• _Exercise details_:
Pull out every line below containing the word "Append".
---------- Task material
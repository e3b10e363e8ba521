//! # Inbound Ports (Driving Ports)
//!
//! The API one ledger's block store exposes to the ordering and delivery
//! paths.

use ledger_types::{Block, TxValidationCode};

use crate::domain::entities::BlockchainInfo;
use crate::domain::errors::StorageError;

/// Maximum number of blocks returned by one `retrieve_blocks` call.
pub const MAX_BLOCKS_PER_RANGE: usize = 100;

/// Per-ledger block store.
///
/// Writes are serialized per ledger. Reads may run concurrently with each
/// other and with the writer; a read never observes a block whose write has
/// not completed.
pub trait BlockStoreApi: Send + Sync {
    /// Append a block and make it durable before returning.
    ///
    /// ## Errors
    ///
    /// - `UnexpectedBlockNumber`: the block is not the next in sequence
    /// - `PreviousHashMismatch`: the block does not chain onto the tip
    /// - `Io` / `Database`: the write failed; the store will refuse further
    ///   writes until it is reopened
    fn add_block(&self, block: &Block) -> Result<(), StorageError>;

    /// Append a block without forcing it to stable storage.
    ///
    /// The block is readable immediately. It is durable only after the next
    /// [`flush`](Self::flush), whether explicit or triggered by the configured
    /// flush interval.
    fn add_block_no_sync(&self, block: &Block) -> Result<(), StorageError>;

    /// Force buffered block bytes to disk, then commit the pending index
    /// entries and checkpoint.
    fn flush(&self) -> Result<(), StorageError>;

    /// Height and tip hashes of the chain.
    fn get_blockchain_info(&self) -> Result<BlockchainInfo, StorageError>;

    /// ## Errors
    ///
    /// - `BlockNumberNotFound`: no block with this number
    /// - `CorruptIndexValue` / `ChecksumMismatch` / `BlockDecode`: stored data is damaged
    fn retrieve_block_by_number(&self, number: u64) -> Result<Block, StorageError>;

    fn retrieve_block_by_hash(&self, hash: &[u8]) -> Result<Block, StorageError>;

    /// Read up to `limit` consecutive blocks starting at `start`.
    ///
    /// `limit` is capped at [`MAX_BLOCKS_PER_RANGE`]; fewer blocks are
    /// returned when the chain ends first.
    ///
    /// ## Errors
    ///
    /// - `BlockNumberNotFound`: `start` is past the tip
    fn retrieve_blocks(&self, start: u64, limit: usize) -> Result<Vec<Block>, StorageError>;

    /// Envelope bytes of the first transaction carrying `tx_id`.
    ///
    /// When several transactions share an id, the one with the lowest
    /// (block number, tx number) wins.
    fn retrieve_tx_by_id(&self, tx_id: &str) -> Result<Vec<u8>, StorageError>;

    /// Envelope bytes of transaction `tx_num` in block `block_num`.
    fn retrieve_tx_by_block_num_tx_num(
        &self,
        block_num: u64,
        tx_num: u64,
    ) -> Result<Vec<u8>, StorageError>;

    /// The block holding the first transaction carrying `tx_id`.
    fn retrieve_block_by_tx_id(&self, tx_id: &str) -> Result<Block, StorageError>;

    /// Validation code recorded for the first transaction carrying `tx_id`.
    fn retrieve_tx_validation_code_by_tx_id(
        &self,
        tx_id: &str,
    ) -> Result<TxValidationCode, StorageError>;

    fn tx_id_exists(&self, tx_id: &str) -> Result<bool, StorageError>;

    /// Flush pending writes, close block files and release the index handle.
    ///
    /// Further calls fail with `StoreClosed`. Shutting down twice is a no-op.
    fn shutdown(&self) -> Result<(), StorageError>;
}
--------------------
• _Final answer_:
    /// Append a block and make it durable before returning.
    /// Append a block without forcing it to stable storage.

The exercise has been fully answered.